EV methodology and interventional characteristics

The animal source of MSCs used included human (N = 34; 65%), mouse (N = 11; 21%), rat (N = 8; 15%) and pig (N = 1; 2%) (Figure S3.2). MSCs were derived from a variety of tissue sources including bone marrow (N = 31; 60%), umbilical cord (N = 11; 21%), adipose tissue (N = 6; 12%), placenta (N = 3; 6%) and induced pluripotent stem cells (iPSCs) (N = 2; 4%) (Figure S3.2). Studies administered either xenogeneic EVs (N = 34; 65%) or allogeneic EVs (N = 20; 38%). Based on the ISCT guidelines, 30 studies (58%) met all three criteria for MSC characterization. In vitro trilineage differentiation and the positive/negative markers used in each study are described in Figure S3.2.
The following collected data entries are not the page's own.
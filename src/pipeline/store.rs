use anyhow::{Context, Result};
use std::path::{Path, PathBuf};

/// Filesystem-backed store for per-image artifacts.
///
/// Artifacts are keyed by the source image's base filename: `photo.jpg` owns
/// `photo.json` (the raw detector output, byte-for-byte) and
/// `photo_annotated.jpg` (the rendered overlay), both in the output
/// directory. Existence of those files is the pipeline's resume state; there
/// is no separate index to fall out of sync.
pub struct ResultStore {
    output_dir: PathBuf,
}

impl ResultStore {
    pub fn new(output_dir: impl Into<PathBuf>) -> Self {
        Self {
            output_dir: output_dir.into(),
        }
    }

    fn stem(image_path: &Path) -> &str {
        image_path
            .file_stem()
            .and_then(|s| s.to_str())
            .unwrap_or("image")
    }

    /// Path of the persisted JSON record for this image
    pub fn analysis_path(&self, image_path: &Path) -> PathBuf {
        self.output_dir
            .join(format!("{}.json", Self::stem(image_path)))
    }

    /// Path of the annotated overlay raster for this image
    pub fn render_path(&self, image_path: &Path) -> PathBuf {
        self.output_dir
            .join(format!("{}_annotated.jpg", Self::stem(image_path)))
    }

    pub fn has_analysis(&self, image_path: &Path) -> bool {
        self.analysis_path(image_path).exists()
    }

    pub fn has_render(&self, image_path: &Path) -> bool {
        self.render_path(image_path).exists()
    }

    /// Persist the raw detector output verbatim.
    ///
    /// Written exactly once per image; the orchestrator never calls this when
    /// a record already exists.
    pub fn write_analysis(&self, image_path: &Path, raw_output: &str) -> Result<()> {
        let path = self.analysis_path(image_path);
        std::fs::write(&path, raw_output)
            .with_context(|| format!("Failed to write detection record: {}", path.display()))?;
        Ok(())
    }

    pub fn read_analysis(&self, image_path: &Path) -> Result<String> {
        let path = self.analysis_path(image_path);
        std::fs::read_to_string(&path)
            .with_context(|| format!("Failed to read detection record: {}", path.display()))
    }
}
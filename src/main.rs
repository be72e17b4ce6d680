use anyhow::{Context, Result};
use clap::Parser;
use console::style;
use std::time::Instant;

mod cli;
mod pipeline;
mod utils;

use cli::Args;
use pipeline::oracle::CliOracle;
use pipeline::store::ResultStore;
use pipeline::{ImageOutcome, ImageReport, PipelineConfig, PipelineEngine};
use utils::{create_progress_bar, format_duration, image_display_name, validate_inputs, verbose_println};

fn main() -> Result<()> {
    let start_time = Instant::now();
    let args = Args::parse();

    // Print banner
    println!("{}", style("Anomaly Annotator").bold().blue());
    println!(
        "{}",
        style("Resumable batch detection and overlay rendering").dim()
    );
    println!();

    // Setup validation is batch-fatal; nothing per-image has happened yet
    validate_inputs(&args)?;

    std::fs::create_dir_all(&args.output_dir).context("Failed to create output directory")?;
    println!(
        "Output will be saved to: {}",
        style(args.output_dir.display()).bold()
    );

    // Load the prompt once; it is reused verbatim for every image
    let instruction = std::fs::read_to_string(&args.prompt_file)
        .with_context(|| format!("Failed to read prompt file: {}", args.prompt_file.display()))?;

    let config = PipelineConfig {
        extensions: args.parse_extensions(),
        pace_interval: args.pace_interval(),
        verbose: args.verbose,
    };

    if config.verbose {
        println!("{}", style("Configuration:").bold());
        println!("  Input directory: {}", args.input_dir.display());
        println!("  Output directory: {}", args.output_dir.display());
        println!("  Detector: {} (model {})", args.oracle_cmd, args.model);
        println!("  Extensions: {:?}", config.extensions);
        println!("  Pacing: {:?}", config.pace_interval);
        println!();
    }

    let oracle = CliOracle::new(args.oracle_cmd.clone(), args.model.clone());
    let store = ResultStore::new(&args.output_dir);
    let mut engine = PipelineEngine::new(config, store, oracle);

    let image_files = engine.discover_images(&args.input_dir)?;
    if image_files.is_empty() {
        println!(
            "{}",
            style("No images found with specified extensions").red()
        );
        return Ok(());
    }
    println!("Found {} images to process.", style(image_files.len()).bold());
    println!();

    // Sequential processing loop: each image fully finishes before the next
    let progress = create_progress_bar(image_files.len() as u64);
    progress.set_message("Processing images");

    let mut reports: Vec<ImageReport> = Vec::with_capacity(image_files.len());
    for image_path in &image_files {
        progress.set_message(image_display_name(image_path).to_string());
        let report = engine.process_image(image_path, &instruction);
        progress.inc(1);
        reports.push(report);
    }
    progress.finish_with_message("✓ Processing complete");
    println!();

    print_summary(&reports, start_time.elapsed(), args.verbose);

    Ok(())
}

fn print_summary(reports: &[ImageReport], total_time: std::time::Duration, verbose: bool) {
    let count = |outcome: ImageOutcome| reports.iter().filter(|r| r.outcome == outcome).count();

    let rendered = count(ImageOutcome::Rendered);
    let up_to_date = count(ImageOutcome::UpToDate);
    let no_detections = count(ImageOutcome::NoDetections);
    let not_json = count(ImageOutcome::NotJson);
    let analysis_failed = count(ImageOutcome::AnalysisFailed);
    let render_failed = count(ImageOutcome::RenderFailed);
    let oracle_calls = reports.iter().filter(|r| r.oracle_invoked).count();

    println!("{}", style("Results Summary:").bold().green());
    println!("  Annotated: {}", style(rendered).bold().green());
    if no_detections > 0 {
        println!(
            "  No detections (record only): {}",
            style(no_detections).bold().cyan()
        );
    }
    if up_to_date > 0 {
        println!(
            "  Skipped (already complete): {}",
            style(up_to_date).bold().yellow()
        );
    }
    if not_json > 0 {
        println!(
            "  Non-JSON detector output: {}",
            style(not_json).bold().yellow()
        );
    }
    if analysis_failed > 0 {
        println!("  Analysis failures: {}", style(analysis_failed).bold().red());
    }
    if render_failed > 0 {
        println!(
            "  Visualization failures: {}",
            style(render_failed).bold().red()
        );
    }
    println!("  Detector calls this run: {}", style(oracle_calls).bold());

    let failures: Vec<&ImageReport> = reports
        .iter()
        .filter(|r| {
            matches!(
                r.outcome,
                ImageOutcome::AnalysisFailed | ImageOutcome::RenderFailed
            )
        })
        .collect();

    if !failures.is_empty() {
        println!();
        println!("{}", style("Errors encountered:").bold().red());
        for (i, report) in failures.iter().enumerate() {
            println!(
                "  {}: {} - {}",
                style(format!("#{}", i + 1)).dim(),
                style(image_display_name(&report.image)).bold().red(),
                report.detail.as_deref().unwrap_or("unknown error")
            );
        }
        println!();
        println!(
            "{}",
            style("These images keep their retry eligibility on the next run").yellow()
        );
    }

    println!();
    println!("{}", style("Performance:").bold().blue());
    println!(
        "  Total processing time: {}",
        style(format_duration(total_time)).bold()
    );
    if !reports.is_empty() {
        println!(
            "  Average time per image: {}",
            style(format_duration(total_time / reports.len() as u32)).dim()
        );
    }

    verbose_println(
        verbose,
        &format!("Processed {} images in total", reports.len()),
    );
}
The most common techniques used for EV isolation were ultracentrifugation (N = 34; 65%), isolation kits (N = 7; 13%) and tangential flow filtration (N = 6; 12%) (Figure S3.3). EVs were characterized by quantification (N = 47; 90%), size distribution (N = 45; 87%), morphological analysis (N = 45; 87%) and/or surface marker expression (N = 41; 79%) in most studies (Figure S3.3). Based on the MISEV 2018 guidelines, 10 studies (19%) adequately characterized their EV therapies. Importantly, 52% (N = 27) of studies did not report assessment of negative markers to demonstrate specific isolation of EVs. Regarding EV nomenclature, we assessed whether the terminology used was consistent with reported size distribution of EVs (e.g. small, large or both small/large EVs combined). Thirty‐five (67%) studies utilized consistent terminology, whereas 8 studies (15%) used discordant terms and 9 studies (17%) did not provide size analysis. More details regarding EV isolation and characterization, including specific techniques and markers used, can be found in Figure S3.3.

The two most common routes of administration for MSC‐EV delivery included intravenous (N = 31; 60%) and intratracheal (N = 16; 31%) delivery (Figure S3.4). The units applied for dosing EVs varied considerably and included absolute protein amount (N = 23; 44%), particle number (N = 11; 21%) or amount of EVs released by a certain number of MSCs (N = 8; 15%), as well as EVs released over time or dosed by weight of animal (Figure S3.4). Most studies delivered a single dose of therapy (N = 35; 67%); studies with multiple administrations used a median value of 4 doses (ranging from 2–15 doses). EV modifications were conducted in 33 studies (63%) which included modifications before EV isolation (N = 17; 33%), modifications to EVs directly (N = 8; 15%) and co‐treatments (N = 8; 15%). Lastly, dose‐response and biodistribution analyses were examined in 8 (15%) and 7 (13%) studies, respectively (Figure S3.4).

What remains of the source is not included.